[Collected data]

╭──

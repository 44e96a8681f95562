//! Configuration validation.
//!
//! # Responsibilities
//! - Semantic validation (serde handles syntactic)
//! - Validate value ranges (timeouts > 0)
//! - Check the log filter directive parses
//!
//! # Design Decisions
//! - Returns all validation errors, not just first
//! - Validation is pure function: TransportConfig → Result<(), Vec<ValidationError>>
//! - Runs before config is accepted into the system

use std::fmt;

use tracing_subscriber::EnvFilter;

use crate::config::schema::TransportConfig;

/// A single semantic problem in a configuration.
#[derive(Debug, Clone, PartialEq, Eq)]
pub enum ValidationError {
    /// `client.connect_timeout_ms` is zero.
    ZeroConnectTimeout,
    /// Reuse is enabled but idle connections expire immediately.
    ZeroIdleTimeout,
    /// `observability.log_level` is not a valid filter directive.
    InvalidLogFilter { directive: String, reason: String },
}

impl fmt::Display for ValidationError {
    fn fmt(&self, f: &mut fmt::Formatter<'_>) -> fmt::Result {
        match self {
            ValidationError::ZeroConnectTimeout => {
                write!(f, "client.connect_timeout_ms must be greater than 0")
            }
            ValidationError::ZeroIdleTimeout => write!(
                f,
                "client.idle_timeout_secs must be greater than 0 when max_idle_per_host > 0"
            ),
            ValidationError::InvalidLogFilter { directive, reason } => {
                write!(f, "observability.log_level '{}' is invalid: {}", directive, reason)
            }
        }
    }
}

impl std::error::Error for ValidationError {}

/// Check `config` for semantic errors.
pub fn validate_config(config: &TransportConfig) -> Result<(), Vec<ValidationError>> {
    let mut errors = Vec::new();

    if config.client.connect_timeout_ms == 0 {
        errors.push(ValidationError::ZeroConnectTimeout);
    }
    if config.client.max_idle_per_host > 0 && config.client.idle_timeout_secs == 0 {
        errors.push(ValidationError::ZeroIdleTimeout);
    }
    if let Err(e) = EnvFilter::try_new(&config.observability.log_level) {
        errors.push(ValidationError::InvalidLogFilter {
            directive: config.observability.log_level.clone(),
            reason: e.to_string(),
        });
    }

    if errors.is_empty() {
        Ok(())
    } else {
        Err(errors)
    }
}
//! Structured logging.
//!
//! # Responsibilities
//! - Initialize the process subscriber (fmt + `EnvFilter`)
//! - Provide a [`Logger`] handle that components receive explicitly
//!
//! # Design Decisions
//! - A `Logger` wraps a `tracing::Dispatch`; events are emitted with that
//!   dispatch scoped as the default, so each component can log to its own
//!   subscriber without touching global state
//! - Spans entered by outer middleware stay current while emitting, so their
//!   correlation fields are attached by the subscriber

use std::fmt;

use tracing::Dispatch;
use tracing_subscriber::{layer::SubscriberExt, util::SubscriberInitExt, EnvFilter};

use crate::observability::TimingLevel;

/// Handle to the subscriber a component logs into.
#[derive(Clone)]
pub struct Logger {
    dispatch: Dispatch,
}

impl Logger {
    /// Log into the given dispatch.
    pub fn new(dispatch: Dispatch) -> Self {
        Self { dispatch }
    }

    /// Log into whatever dispatch is the default right now.
    pub fn current() -> Self {
        Self {
            dispatch: tracing::dispatcher::get_default(Dispatch::clone),
        }
    }

    /// Run `f` with this logger's dispatch as the default.
    pub fn emit<T>(&self, f: impl FnOnce() -> T) -> T {
        tracing::dispatcher::with_default(&self.dispatch, f)
    }

    /// Whether events at `level` would be recorded.
    pub fn enabled(&self, level: TimingLevel) -> bool {
        self.emit(|| level.enabled())
    }

    pub fn dispatch(&self) -> &Dispatch {
        &self.dispatch
    }
}

impl Default for Logger {
    fn default() -> Self {
        Self::current()
    }
}

impl fmt::Debug for Logger {
    fn fmt(&self, f: &mut fmt::Formatter<'_>) -> fmt::Result {
        f.debug_struct("Logger").finish_non_exhaustive()
    }
}

/// Install the process-wide fmt subscriber.
///
/// `RUST_LOG` wins over `default_filter` when set.
pub fn init(default_filter: &str) -> Result<Logger, tracing_subscriber::util::TryInitError> {
    tracing_subscriber::registry()
        .with(EnvFilter::try_from_default_env().unwrap_or_else(|_| default_filter.into()))
        .with(tracing_subscriber::fmt::layer())
        .try_init()?;

    Ok(Logger::current())
}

╰──

(Action item) Filter the records above down to the lines that hold the string "events".

(Output for this exercise)
//! - A `Logger` wraps a `tracing::Dispatch`; events are emitted with that
    /// Whether events at `level` would be recorded.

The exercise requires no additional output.